3a. Colour Haze, We Are

colour haze we are

Released by Elektrohasch Schallplatten and Ripple Music. Reviewed Dec. 3, 2019.

Every year I allow myself one addendum pick, and this is it. We Are was on last year’s list because it was digitally released, but the vinyl came out this year and it received its North American release this year as well, so it seemed only right to acknowledge that. So here it is in its proper place.

3. All Them Witches, Nothing as the Ideal

All-Them-Witches-Nothing-as-the-Ideal

Released by New West Records. Reviewed Sept. 3.

This is a band controlling their own narrative. Instead of Nothing as the Ideal being ‘the one they made as a three-piece,’ the Nashville outfit decided to make it ‘the one they recorded at Abbey Road.’ Were they thinking of it on those terms? Yeah, likely not, but it goes to demonstrate all the same just how much of themselves All Them Witches put into what they do musically, since not only are they continuing to refine and define and undefine their approach, but they’re setting the terms on which they do it. Each of their records has been a response to the one prior, but that conversation has never been so direct as to make them predictable. So what are they chasing? Apparently nothing. I’m not entirely sure I buy that as a complete answer, but I am sure I love these songs and the experiments with tape loops and other sounds that fill these spaces. Whatever they do next — or even if nothing — their run has been incredible and exciting and one only hopes their influence continues to spread over the next however many years.

2. Elephant Tree, Habits

elephant tree habits

Released by Deathwish Inc.. Reviewed April 13.

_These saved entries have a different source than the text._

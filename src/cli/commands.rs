use crate::config::ScanConfig;
use crate::contributor::{collect_routes, ScanReport};
use crate::issues::print_issues;
use crate::mapping::MappingAnnotationKind;
use crate::presentation::RouteItem;
use crate::syntax::{load_tree, SyntaxTree};
use anyhow::Context;
use clap::{Parser, Subcommand, ValueEnum};
use std::path::PathBuf;
use std::process::ExitCode;

/// Command-line interface for routelens
#[derive(Parser)]
#[command(name = "routelens")]
#[command(about = "List HTTP routes declared by mapping annotations", long_about = None)]
pub struct Cli {
    /// The subcommand to execute
    #[command(subcommand)]
    pub command: Commands,
}

#[derive(Subcommand)]
pub enum Commands {
    /// Scan a syntax tree snapshot and print the routes it declares
    Scan {
        /// Syntax tree snapshot (YAML or JSON)
        #[arg(short, long)]
        tree: PathBuf,

        /// Scan configuration (YAML, TOML or JSON)
        #[arg(short, long)]
        config: Option<PathBuf>,

        /// Output format
        #[arg(short, long, value_enum, default_value_t = OutputFormat::Text)]
        format: OutputFormat,

        /// Exit with error code if any occurrence was skipped
        #[arg(long, default_value_t = false)]
        fail_on_issues: bool,
    },
    /// List the supported mapping annotations and the verb each implies
    Kinds,
}

#[derive(Debug, Clone, Copy, PartialEq, Eq, ValueEnum)]
pub enum OutputFormat {
    /// `<label>\t<location>` per route
    Text,
    /// The full scan report as JSON
    Json,
}

pub fn run_cli(cli: Cli) -> anyhow::Result<ExitCode> {
    match cli.command {
        Commands::Scan {
            tree,
            config,
            format,
            fail_on_issues,
        } => {
            let config = match config {
                Some(path) => ScanConfig::load(&path)?,
                None => ScanConfig::default(),
            }
            .with_env_overrides();
            let snapshot = load_tree(&tree)?;
            let report = collect_routes(&snapshot, &snapshot, &config);

            match format {
                OutputFormat::Text => {
                    for line in render_text(&report, &snapshot) {
                        println!("{line}");
                    }
                    if !report.issues.is_empty() {
                        print_issues(&report.issues);
                    }
                }
                OutputFormat::Json => {
                    let json = serde_json::to_string_pretty(&report)
                        .context("failed to serialize scan report")?;
                    println!("{json}");
                }
            }

            if fail_on_issues && !report.issues.is_empty() {
                return Ok(ExitCode::FAILURE);
            }
            Ok(ExitCode::SUCCESS)
        }
        Commands::Kinds => {
            for kind in MappingAnnotationKind::ALL {
                let verb = kind
                    .fixed_method()
                    .map(|m| m.to_string())
                    .unwrap_or_else(|| "<method attribute>".to_string());
                println!("{}\t{verb}", kind.qualified_name());
            }
            Ok(ExitCode::SUCCESS)
        }
    }
}

/// One `<label>\t<location>` line per route, in scan order.
pub fn render_text(report: &ScanReport, snapshot: &SyntaxTree) -> Vec<String> {
    report
        .routes
        .iter()
        .map(|route| {
            let item = RouteItem::new(route.clone());
            format!("{}\t{}", item.presentable_text(), item.location_string(snapshot))
        })
        .collect()
}
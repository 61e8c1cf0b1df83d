//! Path-variable bindings collected from a method's parameters.

use crate::resolve::ExpressionResolver;
use crate::syntax::{Annotation, ExpressionNode, Parameter, SymbolTable};
use std::collections::HashMap;

const VALUE: &str = "value";
const NAME: &str = "name";

/// Exposed path-variable name -> declared parameter type.
#[derive(Debug, Clone, Default, PartialEq, Eq)]
pub struct ParameterBinding {
    types: HashMap<String, String>,
}

impl ParameterBinding {
    /// Insert a binding; a later insert for the same name replaces the earlier one.
    pub fn insert(&mut self, name: &str, type_name: &str) {
        self.types.insert(name.to_string(), type_name.to_string());
    }

    #[must_use]
    pub fn type_of(&self, name: &str) -> Option<&str> {
        self.types.get(name).map(String::as_str)
    }

    #[must_use]
    pub fn len(&self) -> usize {
        self.types.len()
    }

    #[must_use]
    pub fn is_empty(&self) -> bool {
        self.types.is_empty()
    }
}

/// Bind every parameter carrying `marker` to its declared type.
///
/// The exposed name is the marker's `value` attribute, else its `name`
/// attribute, else the parameter identifier. Duplicate names keep the last
/// parameter in declaration order.
pub fn bind<S: SymbolTable + ?Sized>(
    resolver: &ExpressionResolver<'_, S>,
    parameters: &[Parameter],
    marker: &str,
) -> ParameterBinding {
    let mut binding = ParameterBinding::default();
    for param in parameters {
        let Some(annotation) = param.annotation(marker) else {
            continue;
        };
        let name = exposed_name(resolver, annotation, &param.name);
        if binding.type_of(&name).is_some() {
            tracing::debug!(
                variable = %name,
                parameter = %param.name,
                "Path variable bound twice, keeping the later parameter"
            );
        }
        binding.insert(&name, &param.type_name);
    }
    binding
}

fn exposed_name<S: SymbolTable + ?Sized>(
    resolver: &ExpressionResolver<'_, S>,
    annotation: &Annotation,
    default: &str,
) -> String {
    [VALUE, NAME]
        .iter()
        .filter_map(|attr| annotation.attribute(attr))
        .filter_map(|node| resolve_name(resolver, node))
        .next()
        .unwrap_or_else(|| default.to_string())
}

/// Only literal and reference values name a variable; anything else is ignored.
fn resolve_name<S: SymbolTable + ?Sized>(
    resolver: &ExpressionResolver<'_, S>,
    node: &ExpressionNode,
) -> Option<String> {
    match node {
        ExpressionNode::Literal { .. } | ExpressionNode::Reference { .. } => {
            let name = resolver.resolve(node);
            (!name.trim().is_empty()).then_some(name)
        }
        _ => None,
    }
}

#[cfg(test)]
mod tests {
    use super::*;
    use crate::syntax::{ConstantDecl, SourceUnit, SymbolId, SyntaxTree, TypeDecl};

    const PATH_VARIABLE: &str = "org.springframework.web.bind.annotation.PathVariable";

    fn marker() -> Annotation {
        Annotation::new(PATH_VARIABLE)
    }

    #[test]
    fn test_unannotated_parameters_are_excluded() {
        let tree = SyntaxTree::default();
        let r = ExpressionResolver::new(&tree);
        let params = vec![
            Parameter::new("id", "Long").with_annotation(marker()),
            Parameter::new("body", "UserDto"),
        ];
        let binding = bind(&r, &params, PATH_VARIABLE);
        assert_eq!(binding.len(), 1);
        assert_eq!(binding.type_of("id"), Some("Long"));
        assert_eq!(binding.type_of("body"), None);
    }

    #[test]
    fn test_name_priority() {
        let tree = SyntaxTree::default();
        let r = ExpressionResolver::new(&tree);
        let params = vec![
            Parameter::new("a", "A").with_annotation(
                marker()
                    .with_attribute("value", ExpressionNode::string("fromValue"))
                    .with_attribute("name", ExpressionNode::string("fromName")),
            ),
            Parameter::new("b", "B").with_annotation(
                marker()
                    .with_attribute("value", ExpressionNode::string(""))
                    .with_attribute("name", ExpressionNode::string("fromName")),
            ),
            Parameter::new("c", "C")
                .with_annotation(marker().with_attribute("value", ExpressionNode::string("  "))),
        ];
        let binding = bind(&r, &params, PATH_VARIABLE);
        assert_eq!(binding.type_of("fromValue"), Some("A"));
        assert_eq!(binding.type_of("fromName"), Some("B"));
        assert_eq!(binding.type_of("c"), Some("C"));
    }

    #[test]
    fn test_name_from_constant() {
        let tree = SyntaxTree::new(vec![SourceUnit::new(None).with_type(
            TypeDecl::new("com.acme.Names")
                .with_constant(ConstantDecl::new("ID", Some(ExpressionNode::string("userId")))),
        )]);
        let r = ExpressionResolver::new(&tree);
        let params = vec![Parameter::new("id", "Long").with_annotation(marker().with_attribute(
            "value",
            ExpressionNode::reference("ID", Some(SymbolId::new("com.acme.Names", "ID"))),
        ))];
        assert_eq!(bind(&r, &params, PATH_VARIABLE).type_of("userId"), Some("Long"));
    }

    #[test]
    fn test_duplicate_names_last_wins() {
        let tree = SyntaxTree::default();
        let r = ExpressionResolver::new(&tree);
        let params = vec![
            Parameter::new("id", "Long").with_annotation(marker()),
            Parameter::new("other", "String")
                .with_annotation(marker().with_attribute("value", ExpressionNode::string("id"))),
        ];
        assert_eq!(bind(&r, &params, PATH_VARIABLE).type_of("id"), Some("String"));
    }

    #[test]
    fn test_type_name_is_verbatim() {
        let tree = SyntaxTree::default();
        let r = ExpressionResolver::new(&tree);
        let params = vec![Parameter::new("ids", "List<Long>[]").with_annotation(marker())];
        assert_eq!(bind(&r, &params, PATH_VARIABLE).type_of("ids"), Some("List<Long>[]"));
    }
}
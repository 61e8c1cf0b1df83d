//! Structured logging setup for the `routelens` binary.
//!
//! Library code only emits `tracing` events; installing a subscriber is left
//! to the binary (or to the embedding host).

use anyhow::{Context, Result};
use std::env;
use tracing::Level;
use tracing_subscriber::layer::SubscriberExt;
use tracing_subscriber::util::SubscriberInitExt;
use tracing_subscriber::{EnvFilter, Layer};

/// Log format: pretty for terminals, JSON for machine consumption
#[derive(Debug, Clone, Copy, PartialEq, Eq)]
pub enum LogFormat {
    Json,
    Pretty,
}

impl LogFormat {
    pub fn parse(s: &str) -> Self {
        match s.to_lowercase().as_str() {
            "json" => LogFormat::Json,
            _ => LogFormat::Pretty,
        }
    }
}

#[derive(Debug, Clone, PartialEq, Eq)]
pub struct LogConfig {
    /// trace, debug, info, warn, error
    pub log_level: String,
    pub format: LogFormat,
    /// Extra `EnvFilter` directives (comma-separated)
    pub target_filter: Option<String>,
    /// Include file:line location
    pub include_location: bool,
}

impl LogConfig {
    /// Parse configuration from `ROUTELENS_LOG_*` environment variables with defaults
    pub fn from_env() -> Self {
        Self {
            log_level: env::var("ROUTELENS_LOG_LEVEL").unwrap_or_else(|_| "info".to_string()),
            format: LogFormat::parse(
                &env::var("ROUTELENS_LOG_FORMAT").unwrap_or_else(|_| "pretty".to_string()),
            ),
            target_filter: env::var("ROUTELENS_LOG_TARGET_FILTER").ok(),
            include_location: env::var("ROUTELENS_LOG_INCLUDE_LOCATION")
                .ok()
                .and_then(|s| s.parse().ok())
                .unwrap_or(false),
        }
    }
}

fn parse_level(level: &str) -> Level {
    match level.to_lowercase().as_str() {
        "trace" => Level::TRACE,
        "debug" => Level::DEBUG,
        "info" => Level::INFO,
        "warn" => Level::WARN,
        "error" => Level::ERROR,
        _ => Level::INFO,
    }
}

/// Install the global subscriber. Output goes to stderr so stdout stays the route listing.
pub fn init_logging_with_config(config: &LogConfig) -> Result<()> {
    let level = parse_level(&config.log_level);

    let mut env_filter =
        EnvFilter::try_from_default_env().unwrap_or_else(|_| EnvFilter::new(level.as_str()));

    if let Some(target_filter) = &config.target_filter {
        for filter in target_filter.split(',') {
            let filter = filter.trim();
            if !filter.is_empty() {
                if let Ok(directive) = filter.parse() {
                    env_filter = env_filter.add_directive(directive);
                } else {
                    eprintln!("Warning: Invalid log filter directive: {}", filter);
                }
            }
        }
    }

    let fmt_layer = match config.format {
        LogFormat::Json => tracing_subscriber::fmt::layer()
            .json()
            .with_target(true)
            .with_file(config.include_location)
            .with_line_number(config.include_location)
            .with_writer(std::io::stderr)
            .boxed(),
        LogFormat::Pretty => tracing_subscriber::fmt::layer()
            .with_target(false)
            .with_file(config.include_location)
            .with_line_number(config.include_location)
            .with_writer(std::io::stderr)
            .boxed(),
    };

    tracing_subscriber::registry()
        .with(env_filter)
        .with(fmt_layer)
        .try_init()
        .context("Failed to initialize logging")?;

    Ok(())
}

There was a high standard set by Elephant Tree‘s 2016 self-titled debut (review here), but their second LP, Habits, surpassed even the loftiest of expectations. With vocals centered around harmonies from guitarist Jack Townley and bassist Peter Holland, the former trio completed by drummer Sam Hart brought in guitarist/keyboardist John Slattery (also sometimes vocals), and the resultant breadth gave the material on Habits spaciousness beyond even what the first album promised. Drifting, rolling, unflinchingly melodic and somehow present even in its own escapism, Habits was not just an early highlight for a rough 2020, but a comforting presence throughout, and the further one dug into tracks like “Sails,” “Exit the Soul,” “Faceless,” “Wasted” and the acoustic “The Fall Chorus,” the more there was to find — let alone “Bird,” which I’ll happily put against anything else one might propose for song of the year. As their former UK label crumbled, Habits emerged unscathed and Elephant Tree‘s future continues to shine with ever more hope for things to come. Being able to say that about anything feels like a relief.

2020 Album of the Year

1. Lowrider, Refractions

Lowrider Refractions

Released by Blues Funeral Recordings. Reviewed Jan. 24.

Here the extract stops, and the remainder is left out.